No Planalto, a movimentação de Derrite acendeu o sinal de alerta. O governo federal tenta articular a retomada do texto original elaborado pelo Ministério da Justiça, que previa autonomia plena da PF nas investigações de facções criminosas. A ministra das Relações Institucionais, Gleisi Hoffmann, busca uma reunião com o presidente da Câmara, Hugo Motta (Republicanos-PB), para discutir o tema. Internamente, o governo passou a classificar as alterações propostas como uma tentativa de “blindar bandidos”.

Em paralelo ao debate legislativo, o ministro do Supremo Tribunal Federal (STF), Alexandre de Moraes, determinou a suspensão imediata do inquérito da Polícia Civil do Rio de Janeiro que investigava familiares de vítimas de uma operação policial considerada a mais letal da história do país.

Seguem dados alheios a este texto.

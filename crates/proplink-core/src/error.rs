// SPDX-FileCopyrightText: 2026 Proplink Contributors
// SPDX-License-Identifier: MIT OR Apache-2.0

//! Error types for the Proplink conversation engine.

use thiserror::Error;

/// The primary error type used across all Proplink crates.
#[derive(Debug, Error)]
pub enum ProplinkError {
    /// Send precondition failure: the session's transport connection is not open.
    /// Fails fast, never retried.
    #[error("session {session_id} is not connected")]
    NotConnected { session_id: String },

    /// Send precondition failure: the connection is open but reports no
    /// authenticated identity. Fails fast, never retried.
    #[error("session {session_id} has no authenticated identity")]
    NotAuthenticated { session_id: String },

    /// A transport operation timed out. Retryable with bounded backoff.
    /// `stall: true` marks the device-sync stall subtype, which gets extended
    /// backoff plus a presence-update nudge.
    #[error("transport timeout (device sync stall: {stall})")]
    TransportTimeout { stall: bool },

    /// The remote end logged this session out. Terminal: credentials are
    /// invalid and a fresh pairing is required.
    #[error("session logged out, re-pairing required")]
    LoggedOut,

    /// User input was too short or ill-formed. Reported back to the sender;
    /// conversation state is unchanged or routed to a collection state.
    #[error("validation failure: {0}")]
    Validation(String),

    /// A collaborator service (OTP, classifier, incident service, tenant
    /// lookup) failed. The conversation degrades to a safer default.
    #[error("{service} service error: {source}")]
    ExternalService {
        service: String,
        source: Box<dyn std::error::Error + Send + Sync>,
    },

    /// Storage backend errors (database connection, query failure, serialization).
    #[error("storage error: {source}")]
    Storage {
        source: Box<dyn std::error::Error + Send + Sync>,
    },

    /// Configuration errors (invalid TOML, missing required fields).
    #[error("configuration error: {0}")]
    Config(String),

    /// Internal or unexpected errors.
    #[error("internal error: {0}")]
    Internal(String),
}

impl ProplinkError {
    /// Whether this error is in the timeout class that outbound delivery retries.
    pub fn is_retryable(&self) -> bool {
        matches!(self, ProplinkError::TransportTimeout { .. })
    }

    /// Whether this error is the device-sync stall timeout subtype.
    pub fn is_stall(&self) -> bool {
        matches!(self, ProplinkError::TransportTimeout { stall: true })
    }

    /// Shorthand for wrapping a collaborator failure.
    pub fn external(
        service: &str,
        source: impl std::error::Error + Send + Sync + 'static,
    ) -> Self {
        ProplinkError::ExternalService {
            service: service.to_string(),
            source: Box::new(source),
        }
    }
}
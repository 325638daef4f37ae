// SPDX-FileCopyrightText: 2026 Proplink Contributors
// SPDX-License-Identifier: MIT OR Apache-2.0

//! Transport client trait for the underlying chat-network connection.
//!
//! The session manager owns exactly one client per live session and is the
//! only caller of these methods. The client pushes lifecycle and inbound
//! events through the channel handed to [`TransportClient::start`].

use async_trait::async_trait;
use tokio::sync::mpsc;

use crate::error::ProplinkError;
use crate::traits::adapter::Adapter;
use crate::types::{SendReceipt, SessionId, TransportEvent};

/// One live connection to the chat network.
#[async_trait]
pub trait TransportClient: Adapter {
    /// Begins the transport handshake, resuming silently when a credential
    /// blob is supplied. Lifecycle events (QR challenge, open, credential
    /// rotation, closure) and inbound batches arrive on `events`.
    async fn start(
        &self,
        credentials: Option<Vec<u8>>,
        events: mpsc::Sender<TransportEvent>,
    ) -> Result<(), ProplinkError>;

    /// Sends a single text message. One attempt; retry is the delivery
    /// service's concern.
    async fn send_text(&self, recipient: &str, text: &str)
    -> Result<SendReceipt, ProplinkError>;

    /// Low-cost presence update used as an advisory connection health probe
    /// and as a nudge during device-sync stalls.
    async fn presence_update(&self, recipient: &str) -> Result<(), ProplinkError>;

    /// Closes the connection without invalidating credentials.
    async fn close(&self) -> Result<(), ProplinkError>;

    /// Logs out, invalidating the pairing on the remote end.
    async fn logout(&self) -> Result<(), ProplinkError>;
}

/// Creates a transport client for a session. Injected into the session
/// registry so tests can substitute a mock client.
pub trait TransportFactory: Send + Sync + 'static {
    fn create(&self, session_id: &SessionId) -> std::sync::Arc<dyn TransportClient>;
}
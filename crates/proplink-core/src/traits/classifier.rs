// SPDX-FileCopyrightText: 2026 Proplink Contributors
// SPDX-License-Identifier: MIT OR Apache-2.0

//! Generative-AI intent classifier collaborator.
//!
//! The classifier is consulted only as a signal. State-mutating actions
//! (create, attach, close) always go through explicit confirmation when
//! ambiguity exists, and a classifier failure degrades to "ask for explicit
//! confirmation" rather than blocking the conversation.

use async_trait::async_trait;

use crate::error::ProplinkError;
use crate::types::{IncidentSummary, IntentClassification};

#[async_trait]
pub trait IntentClassifier: Send + Sync {
    /// Classifies an inbound message against the sender's existing incidents.
    async fn classify(
        &self,
        message: &str,
        existing: &[IncidentSummary],
    ) -> Result<IntentClassification, ProplinkError>;
}
// SPDX-FileCopyrightText: 2026 Proplink Contributors
// SPDX-License-Identifier: MIT OR Apache-2.0

//! Mock transport client for deterministic testing.
//!
//! `MockTransportClient` implements `TransportClient` with scriptable send
//! outcomes, recorded presence probes, and event injection into the channel
//! captured from `start()`.

use std::collections::VecDeque;
use std::sync::Arc;
use std::sync::atomic::{AtomicBool, AtomicU32, Ordering};

use async_trait::async_trait;
use tokio::sync::{Mutex, mpsc};

use proplink_core::types::{HealthStatus, MessageId, SendReceipt, SessionId, TransportEvent};
use proplink_core::{Adapter, ProplinkError, TransportClient, TransportFactory};

/// A scriptable mock transport connection.
///
/// Tests queue send outcomes via [`script_send_failure`], inject lifecycle
/// events via [`inject_event`], and assert against the recorded sends and
/// presence probes.
///
/// [`script_send_failure`]: MockTransportClient::script_send_failure
/// [`inject_event`]: MockTransportClient::inject_event
pub struct MockTransportClient {
    events: Mutex<Option<mpsc::Sender<TransportEvent>>>,
    send_failures: Mutex<VecDeque<ProplinkError>>,
    sent: Mutex<Vec<(String, String)>>,
    presence_probes: Mutex<Vec<String>>,
    start_calls: AtomicU32,
    started_with_credentials: Mutex<Vec<Option<Vec<u8>>>>,
    closed: AtomicBool,
    logged_out: AtomicBool,
    fail_presence: AtomicBool,
}

impl MockTransportClient {
    pub fn new() -> Self {
        Self {
            events: Mutex::new(None),
            send_failures: Mutex::new(VecDeque::new()),
            sent: Mutex::new(Vec::new()),
            presence_probes: Mutex::new(Vec::new()),
            start_calls: AtomicU32::new(0),
            started_with_credentials: Mutex::new(Vec::new()),
            closed: AtomicBool::new(false),
            logged_out: AtomicBool::new(false),
            fail_presence: AtomicBool::new(false),
        }
    }

    /// Queue a failure for the next send attempt. Attempts beyond the queue
    /// succeed.
    pub async fn script_send_failure(&self, error: ProplinkError) {
        self.send_failures.lock().await.push_back(error);
    }

    /// Make all presence updates fail until cleared.
    pub fn set_presence_failing(&self, failing: bool) {
        self.fail_presence.store(failing, Ordering::SeqCst);
    }

    /// Push an event into the channel captured from `start()`.
    ///
    /// # Panics
    ///
    /// Panics if `start()` has not been called yet.
    pub async fn inject_event(&self, event: TransportEvent) {
        let guard = self.events.lock().await;
        let tx = guard.as_ref().expect("start() not called");
        tx.send(event).await.expect("event channel closed");
    }

    /// All `(recipient, text)` pairs passed to `send_text`.
    pub async fn sent_messages(&self) -> Vec<(String, String)> {
        self.sent.lock().await.clone()
    }

    pub async fn sent_count(&self) -> usize {
        self.sent.lock().await.len()
    }

    /// Recipients of recorded presence updates, in call order.
    pub async fn presence_probes(&self) -> Vec<String> {
        self.presence_probes.lock().await.clone()
    }

    /// How many times `start()` has been called.
    pub fn start_count(&self) -> u32 {
        self.start_calls.load(Ordering::SeqCst)
    }

    /// The credential blobs each `start()` call received.
    pub async fn started_with(&self) -> Vec<Option<Vec<u8>>> {
        self.started_with_credentials.lock().await.clone()
    }

    pub fn was_closed(&self) -> bool {
        self.closed.load(Ordering::SeqCst)
    }

    pub fn was_logged_out(&self) -> bool {
        self.logged_out.load(Ordering::SeqCst)
    }
}

impl Default for MockTransportClient {
    fn default() -> Self {
        Self::new()
    }
}

#[async_trait]
impl Adapter for MockTransportClient {
    fn name(&self) -> &str {
        "mock-transport"
    }

    fn version(&self) -> semver::Version {
        semver::Version::new(0, 1, 0)
    }

    async fn health_check(&self) -> Result<HealthStatus, ProplinkError> {
        Ok(HealthStatus::Healthy)
    }

    async fn shutdown(&self) -> Result<(), ProplinkError> {
        Ok(())
    }
}

#[async_trait]
impl TransportClient for MockTransportClient {
    async fn start(
        &self,
        credentials: Option<Vec<u8>>,
        events: mpsc::Sender<TransportEvent>,
    ) -> Result<(), ProplinkError> {
        self.start_calls.fetch_add(1, Ordering::SeqCst);
        self.started_with_credentials.lock().await.push(credentials);
        *self.events.lock().await = Some(events);
        Ok(())
    }

    async fn send_text(
        &self,
        recipient: &str,
        text: &str,
    ) -> Result<SendReceipt, ProplinkError> {
        if let Some(error) = self.send_failures.lock().await.pop_front() {
            return Err(error);
        }
        self.sent
            .lock()
            .await
            .push((recipient.to_string(), text.to_string()));
        Ok(SendReceipt {
            message_id: MessageId(format!("mock-msg-{}", uuid::Uuid::new_v4())),
            timestamp: chrono::Utc::now(),
        })
    }

    async fn presence_update(&self, recipient: &str) -> Result<(), ProplinkError> {
        self.presence_probes.lock().await.push(recipient.to_string());
        if self.fail_presence.load(Ordering::SeqCst) {
            return Err(ProplinkError::TransportTimeout { stall: false });
        }
        Ok(())
    }

    async fn close(&self) -> Result<(), ProplinkError> {
        self.closed.store(true, Ordering::SeqCst);
        Ok(())
    }

    async fn logout(&self) -> Result<(), ProplinkError> {
        self.logged_out.store(true, Ordering::SeqCst);
        Ok(())
    }
}

/// Factory handing out a single shared [`MockTransportClient`] so tests keep
/// a handle to the client the registry talks to.
pub struct MockTransportFactory {
    client: Arc<MockTransportClient>,
    create_calls: AtomicU32,
}

impl MockTransportFactory {
    pub fn new(client: Arc<MockTransportClient>) -> Self {
        Self {
            client,
            create_calls: AtomicU32::new(0),
        }
    }

    pub fn create_count(&self) -> u32 {
        self.create_calls.load(Ordering::SeqCst)
    }
}

impl TransportFactory for MockTransportFactory {
    fn create(&self, _session_id: &SessionId) -> Arc<dyn TransportClient> {
        self.create_calls.fetch_add(1, Ordering::SeqCst);
        self.client.clone()
    }
}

Moraes também ordenou que o governo do estado preserve todas as imagens captadas pelas câmeras corporais dos agentes envolvidos na ação.

Enquanto o governo tenta conter danos políticos e reorganizar sua base no Congresso, analistas apontam que o tema da segurança pública deve ganhar força nas próximas disputas eleitorais. O jornalista Pedro Doria resumiu o cenário: “A tese da esquerda, para 2026, é simples — defesa da soberania nacional e discurso contra as elites. A aposta da direita também é clara: o tema da eleição será segurança pública.”

Com o recuo de Derrite e a pressão do governo, o PL Antifacção deve seguir em discussão nos próximos dias, em meio a uma disputa que reflete não apenas divergências sobre o papel das forças de segurança, mas também os primeiros movimentos de uma campanha eleitoral antecipada.